SQL> create index tde_idx on tde_test(id)
               indextype is Lucene.SolrIndex
               parameters(‘PopulateIndex:false;IncludeMasterColumn:false;ExtraCols:data;HighlightColumn:DATA’);

SQL> select count(*) from tde_test where scontains(id,’secret’)>0;

COUNT(*)
———-
0

– PopulateIndex:false was used to not fill the Solr/Lucene structured until the encryption is enabled on the LOB column which stored Lucene files.

SQL> alter table tde_idx$t modify lob(data) (encrypt using ‘3des168′);

SQL> alter index tde_idx rebuild parameters(‘LogLevel:INFO’);

SQL> select count(*) from tde_test where scontains(id,’secret’)>0;

COUNT(*)
———-
1


SQL> select sscore(1),shighlight(1) from tde_test where scontains(id,’secret’,’score desc’,1)>0;

SSCORE(1)  SHIGHLIGHT(1)
———-        —————————-—————————————————-
.306852818 This is a <em>secret</em>!

– Now connect again and verify that sensitive text are not visible on the table information and the index structures

SQL> conn / as sysdba

SQL> ALTER SYSTEM FLUSH BUFFER_CACHE;

System altered.

– Now grep utility can’t find any matches on the complete text or part of them (keywords)

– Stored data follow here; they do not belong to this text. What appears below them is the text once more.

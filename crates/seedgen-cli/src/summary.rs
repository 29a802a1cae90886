use comfy_table::modifiers::{UTF8_ROUND_CORNERS, UTF8_SOLID_INNER_BORDERS};
use comfy_table::presets::{UTF8_FULL, UTF8_FULL_CONDENSED};
use comfy_table::{Attribute, Cell, CellAlignment, Color, ContentArrangement, Table};

use seedgen_cli::pipeline::GenerateResult;
use seedgen_generate::{SkippedColumn, TableReport};

pub fn print_summary(result: &GenerateResult) {
    println!("Database: {}", result.database);
    match (&result.sql_script, &result.table_info) {
        (Some(script), Some(metadata)) => {
            println!("SQL script: {}", script.display());
            println!("Table metadata: {}", metadata.display());
        }
        _ => println!("Output: dry run, nothing written"),
    }
    let mut table = Table::new();
    table.set_header(vec![
        header_cell("Schema"),
        header_cell("Table"),
        header_cell("Columns"),
        header_cell("Requested"),
        header_cell("Generated"),
        header_cell("Failed"),
        header_cell("Skipped"),
        header_cell("Errors"),
    ]);
    apply_summary_table_style(&mut table);
    for index in 2..=7 {
        align_column(&mut table, index, CellAlignment::Right);
    }
    let mut total_requested = 0usize;
    let mut total_generated = 0usize;
    let mut total_failed = 0usize;
    let mut total_skipped = 0usize;
    let mut total_errors = 0usize;
    for report in &result.batch.tables {
        total_requested = total_requested.saturating_add(report.rows_requested);
        total_generated = total_generated.saturating_add(report.rows_generated);
        total_failed = total_failed.saturating_add(report.rows_failed);
        total_skipped = total_skipped.saturating_add(report.skipped_columns.len());
        total_errors = total_errors.saturating_add(report.errors.len());
        table.add_row(vec![
            dim_cell(&report.schema),
            table_cell(report),
            Cell::new(report.columns),
            Cell::new(report.rows_requested),
            generated_cell(report),
            count_cell(report.rows_failed, Color::Red),
            count_cell(report.skipped_columns.len(), Color::Yellow),
            count_cell(report.errors.len(), Color::Red),
        ]);
    }
    table.add_row(vec![
        Cell::new("TOTAL")
            .fg(Color::Cyan)
            .add_attribute(Attribute::Bold),
        Cell::new(format!("{} tables", result.batch.tables.len()))
            .fg(Color::Cyan)
            .add_attribute(Attribute::Bold),
        dim_cell("-"),
        Cell::new(total_requested).add_attribute(Attribute::Bold),
        Cell::new(total_generated).add_attribute(Attribute::Bold),
        count_cell(total_failed, Color::Red).add_attribute(Attribute::Bold),
        count_cell(total_skipped, Color::Yellow).add_attribute(Attribute::Bold),
        count_cell(total_errors, Color::Red).add_attribute(Attribute::Bold),
    ]);
    println!("{table}");
    print_skipped_table(&result.batch.tables);
    print_errors(&result.batch.tables);
}

fn print_skipped_table(reports: &[TableReport]) {
    let skipped: Vec<(&TableReport, &SkippedColumn)> = reports
        .iter()
        .flat_map(|report| report.skipped_columns.iter().map(move |column| (report, column)))
        .collect();
    if skipped.is_empty() {
        return;
    }
    let mut table = Table::new();
    table.set_header(vec![
        header_cell("Table"),
        header_cell("Column"),
        header_cell("Data type"),
    ]);
    apply_table_style(&mut table);
    for (report, column) in skipped {
        table.add_row(vec![
            Cell::new(format!("{}.{}", report.schema, report.table)),
            Cell::new(&column.column),
            Cell::new(&column.data_type).fg(Color::Yellow),
        ]);
    }
    println!();
    println!("Skipped columns (unknown format):");
    println!("{table}");
}

fn print_errors(reports: &[TableReport]) {
    let errors: Vec<(&TableReport, &String)> = reports
        .iter()
        .flat_map(|report| report.errors.iter().map(move |error| (report, error)))
        .collect();
    if errors.is_empty() {
        return;
    }
    eprintln!("Errors:");
    for (report, error) in errors {
        eprintln!("- {}.{}: {error}", report.schema, report.table);
    }
}

pub fn apply_table_style(table: &mut Table) {
    table
        .load_preset(UTF8_FULL_CONDENSED)
        .apply_modifier(UTF8_ROUND_CORNERS)
        .set_content_arrangement(ContentArrangement::Dynamic)
        .set_width(120);
}

fn apply_summary_table_style(table: &mut Table) {
    table
        .load_preset(UTF8_FULL)
        .apply_modifier(UTF8_ROUND_CORNERS)
        .apply_modifier(UTF8_SOLID_INNER_BORDERS)
        .set_content_arrangement(ContentArrangement::DynamicFullWidth)
        .set_width(140);
}

fn align_column(table: &mut Table, index: usize, alignment: CellAlignment) {
    if let Some(column) = table.column_mut(index) {
        column.set_cell_alignment(alignment);
    }
}

fn header_cell(label: &str) -> Cell {
    Cell::new(label)
        .fg(Color::Cyan)
        .add_attribute(Attribute::Bold)
}

fn table_cell(report: &TableReport) -> Cell {
    let cell = Cell::new(&report.table).add_attribute(Attribute::Bold);
    if report.has_errors() {
        cell.fg(Color::Red)
    } else {
        cell.fg(Color::Blue)
    }
}

fn generated_cell(report: &TableReport) -> Cell {
    if report.rows_generated < report.rows_requested {
        Cell::new(report.rows_generated)
            .fg(Color::Red)
            .add_attribute(Attribute::Bold)
    } else {
        Cell::new(report.rows_generated).fg(Color::Green)
    }
}

fn count_cell(count: usize, color: Color) -> Cell {
    if count > 0 {
        Cell::new(count).fg(color).add_attribute(Attribute::Bold)
    } else {
        dim_cell(count)
    }
}

fn dim_cell<T: ToString>(value: T) -> Cell {
    Cell::new(value).fg(Color::DarkGrey)
}
//! Metadata ingestion for seedgen.
//!
//! Reads the table metadata document produced by schema introspection, or a
//! raw CSV export of `INFORMATION_SCHEMA.COLUMNS`, into [`TablesInfo`].
//!
//! [`TablesInfo`]: seedgen_model::TablesInfo

pub mod error;
pub mod information_schema;
pub mod json;
pub mod select;

pub use error::{IngestError, Result};
pub use information_schema::load_information_schema_csv;
pub use json::load_tables_info;
pub use select::select_tables;
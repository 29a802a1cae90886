//! Load, generate and export stages of a generation run.

use std::path::{Path, PathBuf};
use std::time::Instant;

use anyhow::{Context, Result};
use tracing::{info, info_span};

use seedgen_generate::{BatchOutput, generate_insert_queries, seeded_rng};
use seedgen_ingest::{load_information_schema_csv, load_tables_info, select_tables};
use seedgen_model::{GenerateOptions, TablesInfo};
use seedgen_output::{
    TABLE_INFO_FILE_NAME, default_sql_file_name, write_sql_script, write_tables_info_json,
};

/// Database name used when the metadata names none.
pub const FALLBACK_DATABASE: &str = "database";

/// Where table metadata comes from.
#[derive(Debug, Clone, PartialEq, Eq)]
pub enum MetadataSource {
    /// A `table_info.json` document.
    Json,
    /// A CSV export of `INFORMATION_SCHEMA.COLUMNS` for `database`.
    InformationSchemaCsv { database: String },
}

#[derive(Debug, Clone)]
pub struct GenerateRequest {
    pub metadata_path: PathBuf,
    pub source: MetadataSource,
    pub schema: Option<String>,
    pub tables: Vec<String>,
    pub options: GenerateOptions,
    pub output_dir: PathBuf,
    pub dry_run: bool,
}

#[derive(Debug)]
pub struct GenerateResult {
    pub database: String,
    pub output_dir: PathBuf,
    pub sql_script: Option<PathBuf>,
    pub table_info: Option<PathBuf>,
    pub batch: BatchOutput,
}

impl GenerateResult {
    pub fn has_errors(&self) -> bool {
        self.batch.has_errors()
    }
}

/// Load metadata from `path` and apply the schema/table selection.
pub fn load_metadata(
    path: &Path,
    source: &MetadataSource,
    schema: Option<&str>,
    tables: &[String],
) -> Result<TablesInfo> {
    let info = match source {
        MetadataSource::Json => load_tables_info(path)?,
        MetadataSource::InformationSchemaCsv { database } => {
            load_information_schema_csv(path, database)?
        }
    };
    Ok(select_tables(&info, schema, tables)?)
}

/// Run one generation: load metadata, generate statements, write outputs.
pub fn run_generate(request: &GenerateRequest) -> Result<GenerateResult> {
    let load_start = Instant::now();
    let info = info_span!("load", path = %request.metadata_path.display()).in_scope(|| {
        load_metadata(
            &request.metadata_path,
            &request.source,
            request.schema.as_deref(),
            &request.tables,
        )
    })
    .with_context(|| format!("load metadata: {}", request.metadata_path.display()))?;
    let database = info
        .primary_database()
        .unwrap_or(FALLBACK_DATABASE)
        .to_string();
    info!(
        database = %database,
        tables = info.table_count(),
        duration_ms = load_start.elapsed().as_millis(),
        "metadata loaded"
    );

    let generate_start = Instant::now();
    let mut rng = seeded_rng(request.options.seed);
    let batch = info_span!("generate", rows = request.options.rows)
        .in_scope(|| generate_insert_queries(&info, &request.options, &mut rng));
    info!(
        statements = batch.statements.len(),
        skipped_columns = batch.skipped_column_count(),
        duration_ms = generate_start.elapsed().as_millis(),
        "generation complete"
    );

    let mut result = GenerateResult {
        database,
        output_dir: request.output_dir.clone(),
        sql_script: None,
        table_info: None,
        batch,
    };
    if request.dry_run {
        info!("dry run, no files written");
        return Ok(result);
    }

    let _export = info_span!("export", output_dir = %request.output_dir.display()).entered();
    let table_info = request.output_dir.join(TABLE_INFO_FILE_NAME);
    write_tables_info_json(&table_info, &info).context("export table metadata")?;
    let sql_script = request
        .output_dir
        .join(default_sql_file_name(&result.database));
    write_sql_script(&sql_script, &result.batch.statements).context("export SQL script")?;
    result.table_info = Some(table_info);
    result.sql_script = Some(sql_script);
    Ok(result)
}
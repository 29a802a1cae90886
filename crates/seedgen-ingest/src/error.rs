use std::path::PathBuf;

#[derive(Debug, thiserror::Error)]
pub enum IngestError {
    #[error("failed to read file {path}: {source}")]
    Io {
        path: PathBuf,
        #[source]
        source: std::io::Error,
    },

    #[error("failed to parse metadata JSON {path}: {source}")]
    Json {
        path: PathBuf,
        #[source]
        source: serde_json::Error,
    },

    #[error("failed to parse CSV {path}: {source}")]
    Csv {
        path: PathBuf,
        #[source]
        source: csv::Error,
    },

    #[error("missing required column {column} in {path}")]
    MissingColumn { path: PathBuf, column: String },

    #[error("invalid {column} value '{value}' on line {line} of {path}")]
    InvalidValue {
        path: PathBuf,
        line: u64,
        column: String,
        value: String,
    },

    #[error("table not found in metadata: {schema}.{table}")]
    TableNotFound { schema: String, table: String },
}

impl IngestError {
    pub(crate) fn io(path: impl Into<PathBuf>, source: std::io::Error) -> Self {
        Self::Io {
            path: path.into(),
            source,
        }
    }

    pub(crate) fn csv(path: impl Into<PathBuf>, source: csv::Error) -> Self {
        Self::Csv {
            path: path.into(),
            source,
        }
    }
}

pub type Result<T> = std::result::Result<T, IngestError>;
//! Date selection for date-family columns.

use chrono::{Days, NaiveDate};
use rand::Rng;

use seedgen_model::DateRange;

/// Date at proportion `proportion` of the way from `start` to `end`.
///
/// The bounds are placed on a linear day scale and the result is
/// `start + proportion * (end - start)`, truncated to a whole day.
/// Proportions outside `[0, 1)` are clamped; `start == end` always
/// yields `start`.
pub fn date_at_proportion(start: NaiveDate, end: NaiveDate, proportion: f64) -> NaiveDate {
    let span = end.signed_duration_since(start).num_days();
    if span <= 0 {
        return start;
    }
    let proportion = if proportion.is_nan() {
        0.0
    } else {
        proportion.clamp(0.0, 1.0)
    };
    #[allow(clippy::cast_possible_truncation, clippy::cast_sign_loss)]
    let offset = (proportion * span as f64).floor() as u64;
    start.checked_add_days(Days::new(offset)).unwrap_or(end).min(end)
}

/// Draw a date from `range` at a uniform proportion.
pub fn random_date<R: Rng + ?Sized>(rng: &mut R, range: &DateRange) -> NaiveDate {
    let proportion: f64 = rng.r#gen();
    date_at_proportion(range.start(), range.end(), proportion)
}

SQL> !grep “This is a secret” /u01/app/oracle/oradata/orcl/test01.dbf

SQL> !grep “secret” /u01/app/oracle/oradata/orcl/test01.dbf

Conclusion: All sensitive data will never be exposed on Solr/Lucene and your application is complaint against Health Insurance Portability and Accountability Act (HIPAA) and Payment Card Industry (PCI) data security standards.